[Data entries]
// Copyright 2020 Zachary Stewart
//
// Licensed under the Apache License, Version 2.0 (the "License");
// you may not use this file except in compliance with the License.
// You may obtain a copy of the License at
//
//     http://www.apache.org/licenses/LICENSE-2.0
//
// Unless required by applicable law or agreed to in writing, software
// distributed under the License is distributed on an "AS IS" BASIS,
// WITHOUT WARRANTIES OR CONDITIONS OF ANY KIND, either express or implied.
// See the License for the specific language governing permissions and
// limitations under the License.

//! Cell storage for the board.

use std::ops::{Index, IndexMut};

use crate::{
    board::{Coordinate, Dimensions},
    ships::VesselId,
};

/// What physically sits in a cell, independent of whether the opponent can see it.
#[derive(Debug, Copy, Clone, Eq, PartialEq)]
pub enum CellContent {
    /// Open space.
    Empty,
    /// Part of the vessel with the given id.
    Occupied(VesselId),
    /// A bonus planet that grants an extra shot when found.
    Bonus,
}

impl Default for CellContent {
    fn default() -> Self {
        CellContent::Empty
    }
}

/// Outcome recorded on a cell once it has been fired at.
#[derive(Debug, Copy, Clone, Eq, PartialEq)]
pub enum ShotMark {
    /// A vessel was struck.
    Hit,
    /// Nothing was there.
    Miss,
    /// A bonus planet was uncovered.
    BonusFound,
}

/// A single cell in the player's grid.
#[derive(Debug, Default, Copy, Clone)]
pub(super) struct GridCell {
    /// What occupies this cell.
    pub(super) content: CellContent,

    /// The recorded shot outcome, once the cell has been revealed.
    pub(super) mark: Option<ShotMark>,
}

/// Row-major cell storage.
#[derive(Debug, Clone)]
pub(super) struct Grid {
    /// Dimensions of this board.
    pub(super) dim: Dimensions,
    /// Cells that make up this board.
    pub(super) cells: Box<[GridCell]>,
}

impl Grid {
    pub(super) fn new(dim: Dimensions) -> Self {
        let cells = (0..dim.total_size()).map(|_| Default::default()).collect();
        Self { dim, cells }
    }

    /// Get a reference to the cell at the given [`Coordinate`].
    pub(super) fn get(&self, coord: &Coordinate) -> Option<&GridCell> {
        self.dim.try_linearize(coord).and_then(|i| self.cells.get(i))
    }

    /// Get a mutable reference to the cell at the given [`Coordinate`].
    pub(super) fn get_mut(&mut self, coord: &Coordinate) -> Option<&mut GridCell> {
        self.dim
            .try_linearize(coord)
            .and_then(move |i| self.cells.get_mut(i))
    }
}

impl Index<&Coordinate> for Grid {
    type Output = GridCell;

    fn index(&self, coord: &Coordinate) -> &Self::Output {
        self.get(coord).expect("coordinate out of bounds")
    }
}

impl IndexMut<&Coordinate> for Grid {
    fn index_mut(&mut self, coord: &Coordinate) -> &mut Self::Output {
        self.get_mut(coord).expect("coordinate out of bounds")
    }
}
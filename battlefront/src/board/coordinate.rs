// Copyright 2020 Zachary Stewart
//
// Licensed under the Apache License, Version 2.0 (the "License");
// you may not use this file except in compliance with the License.
// You may obtain a copy of the License at
//
//     http://www.apache.org/licenses/LICENSE-2.0
//
// Unless required by applicable law or agreed to in writing, software
// distributed under the License is distributed on an "AS IS" BASIS,
// WITHOUT WARRANTIES OR CONDITIONS OF ANY KIND, either express or implied.
// See the License for the specific language governing permissions and
// limitations under the License.

use std::fmt;

use rand::{
    distributions::{
        uniform::{SampleBorrow, SampleUniform, UniformSampler},
        Distribution, Uniform,
    },
    Rng,
};

/// The coordinates of a cell in a [`Board`][crate::board::Board].
#[derive(Debug, Copy, Clone, Eq, PartialEq, Hash, Ord, PartialOrd)]
pub struct Coordinate {
    /// Row of the cell, counted from the top.
    pub row: usize,
    /// Column of the cell, counted from the left.
    pub col: usize,
}

impl Coordinate {
    /// Construct a [`Coordinate`] from the given `row` and `col`.
    pub fn new(row: usize, col: usize) -> Self {
        Self { row, col }
    }
}

impl fmt::Display for Coordinate {
    fn fmt(&self, f: &mut fmt::Formatter) -> fmt::Result {
        write!(f, "({}, {})", self.row, self.col)
    }
}

impl From<(usize, usize)> for Coordinate {
    /// Construct a [`Coordinate`] from the given `(row, col)` pair.
    fn from((row, col): (usize, usize)) -> Self {
        Self::new(row, col)
    }
}

impl From<Coordinate> for (usize, usize) {
    /// Convert the [`Coordinate`] into a `(row, col)` pair.
    fn from(coord: Coordinate) -> Self {
        (coord.row, coord.col)
    }
}

impl SampleUniform for Coordinate {
    type Sampler = UniformCoordinate;
}

/// Samples coordinates uniformly from the rectangle between two corners. Each axis is
/// sampled independently.
#[derive(Debug, Copy, Clone)]
pub struct UniformCoordinate {
    row: Uniform<usize>,
    col: Uniform<usize>,
}

impl UniformSampler for UniformCoordinate {
    type X = Coordinate;

    fn new<B1, B2>(low: B1, high: B2) -> Self
    where
        B1: SampleBorrow<Self::X> + Sized,
        B2: SampleBorrow<Self::X> + Sized,
    {
        let (low, high) = (low.borrow(), high.borrow());
        Self {
            row: Uniform::new(low.row, high.row),
            col: Uniform::new(low.col, high.col),
        }
    }

    fn new_inclusive<B1, B2>(low: B1, high: B2) -> Self
    where
        B1: SampleBorrow<Self::X> + Sized,
        B2: SampleBorrow<Self::X> + Sized,
    {
        let (low, high) = (low.borrow(), high.borrow());
        Self {
            row: Uniform::new_inclusive(low.row, high.row),
            col: Uniform::new_inclusive(low.col, high.col),
        }
    }

    fn sample<R: Rng + ?Sized>(&self, rng: &mut R) -> Self::X {
        Coordinate::new(self.row.sample(rng), self.col.sample(rng))
    }
}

§ WHAT TO DO:
An exact retyping of every line in the records is needed.

§ ANSWER SPACE:
// Copyright 2020 Zachary Stewart
//
// Licensed under the Apache License, Version 2.0 (the "License");
// you may not use this file except in compliance with the License.
// You may obtain a copy of the License at
//
//     http://www.apache.org/licenses/LICENSE-2.0
//
// Unless required by applicable law or agreed to in writing, software
// distributed under the License is distributed on an "AS IS" BASIS,
// WITHOUT WARRANTIES OR CONDITIONS OF ANY KIND, either express or implied.
// See the License for the specific language governing permissions and
// limitations under the License.

//! Cell storage for the board.

use std::ops::{Index, IndexMut};

use crate::{
    board::{Coordinate, Dimensions},
    ships::VesselId,
};

/// What physically sits in a cell, independent of whether the opponent can see it.
#[derive(Debug, Copy, Clone, Eq, PartialEq)]
pub enum CellContent {
    /// Open space.
    Empty,
    /// Part of the vessel with the given id.
    Occupied(VesselId),
    /// A bonus planet that grants an extra shot when found.
    Bonus,
}

impl Default for CellContent {
    fn default() -> Self {
        CellContent::Empty
    }
}

/// Outcome recorded on a cell once it has been fired at.
#[derive(Debug, Copy, Clone, Eq, PartialEq)]
pub enum ShotMark {
    /// A vessel was struck.
    Hit,
    /// Nothing was there.
    Miss,
    /// A bonus planet was uncovered.
    BonusFound,
}

/// A single cell in the player's grid.
#[derive(Debug, Default, Copy, Clone)]
pub(super) struct GridCell {
    /// What occupies this cell.
    pub(super) content: CellContent,

    /// The recorded shot outcome, once the cell has been revealed.
    pub(super) mark: Option<ShotMark>,
}

/// Row-major cell storage.
#[derive(Debug, Clone)]
pub(super) struct Grid {
    /// Dimensions of this board.
    pub(super) dim: Dimensions,
    /// Cells that make up this board.
    pub(super) cells: Box<[GridCell]>,
}

impl Grid {
    pub(super) fn new(dim: Dimensions) -> Self {
        let cells = (0..dim.total_size()).map(|_| Default::default()).collect();
        Self { dim, cells }
    }

    /// Get a reference to the cell at the given [`Coordinate`].
    pub(super) fn get(&self, coord: &Coordinate) -> Option<&GridCell> {
        self.dim.try_linearize(coord).and_then(|i| self.cells.get(i))
    }

    /// Get a mutable reference to the cell at the given [`Coordinate`].
    pub(super) fn get_mut(&mut self, coord: &Coordinate) -> Option<&mut GridCell> {
        self.dim
            .try_linearize(coord)
            .and_then(move |i| self.cells.get_mut(i))
    }
}

impl Index<&Coordinate> for Grid {
    type Output = GridCell;

    fn index(&self, coord: &Coordinate) -> &Self::Output {
        self.get(coord).expect("coordinate out of bounds")
    }
}

impl IndexMut<&Coordinate> for Grid {
    fn index_mut(&mut self, coord: &Coordinate) -> &mut Self::Output {
        self.get_mut(coord).expect("coordinate out of bounds")
    }
}
filename battlefront/src/board/coordinate.rs
// Copyright 2020 Zachary Stewart
//
// Licensed under the Apache License, Version 2.0 (the "License");
// you may not use this file except in compliance with the License.
// You may obtain a copy of the License at
//
//     http://www.apache.org/licenses/LICENSE-2.0
//
// Unless required by applicable law or agreed to in writing, software
// distributed under the License is distributed on an "AS IS" BASIS,
// WITHOUT WARRANTIES OR CONDITIONS OF ANY KIND, either express or implied.
// See the License for the specific language governing permissions and
// limitations under the License.

use std::fmt;

use rand::{
    distributions::{
        uniform::{SampleBorrow, SampleUniform, UniformSampler},
        Distribution, Uniform,
    },
    Rng,
};

/// The coordinates of a cell in a [`Board`][crate::board::Board].
#[derive(Debug, Copy, Clone, Eq, PartialEq, Hash, Ord, PartialOrd)]
pub struct Coordinate {
    /// Row of the cell, counted from the top.
    pub row: usize,
    /// Column of the cell, counted from the left.
    pub col: usize,
}

impl Coordinate {
    /// Construct a [`Coordinate`] from the given `row` and `col`.
    pub fn new(row: usize, col: usize) -> Self {
        Self { row, col }
    }
}

impl fmt::Display for Coordinate {
    fn fmt(&self, f: &mut fmt::Formatter) -> fmt::Result {
        write!(f, "({}, {})", self.row, self.col)
    }
}

impl From<(usize, usize)> for Coordinate {
    /// Construct a [`Coordinate`] from the given `(row, col)` pair.
    fn from((row, col): (usize, usize)) -> Self {
        Self::new(row, col)
    }
}

impl From<Coordinate> for (usize, usize) {
    /// Convert the [`Coordinate`] into a `(row, col)` pair.
    fn from(coord: Coordinate) -> Self {
        (coord.row, coord.col)
    }
}

impl SampleUniform for Coordinate {
    type Sampler = UniformCoordinate;
}

/// Samples coordinates uniformly from the rectangle between two corners. Each axis is
/// sampled independently.
#[derive(Debug, Copy, Clone)]
pub struct UniformCoordinate {
    row: Uniform<usize>,
    col: Uniform<usize>,
}

impl UniformSampler for UniformCoordinate {
    type X = Coordinate;

    fn new<B1, B2>(low: B1, high: B2) -> Self
    where
        B1: SampleBorrow<Self::X> + Sized,
        B2: SampleBorrow<Self::X> + Sized,
    {
        let (low, high) = (low.borrow(), high.borrow());
        Self {
            row: Uniform::new(low.row, high.row),
            col: Uniform::new(low.col, high.col),
        }
    }

    fn new_inclusive<B1, B2>(low: B1, high: B2) -> Self
    where
        B1: SampleBorrow<Self::X> + Sized,
        B2: SampleBorrow<Self::X> + Sized,
    {
        let (low, high) = (low.borrow(), high.borrow());
        Self {
            row: Uniform::new_inclusive(low.row, high.row),
            col: Uniform::new_inclusive(low.col, high.col),
        }
    }

    fn sample<R: Rng + ?Sized>(&self, rng: &mut R) -> Self::X {
        Coordinate::new(self.row.sample(rng), self.col.sample(rng))
    }
}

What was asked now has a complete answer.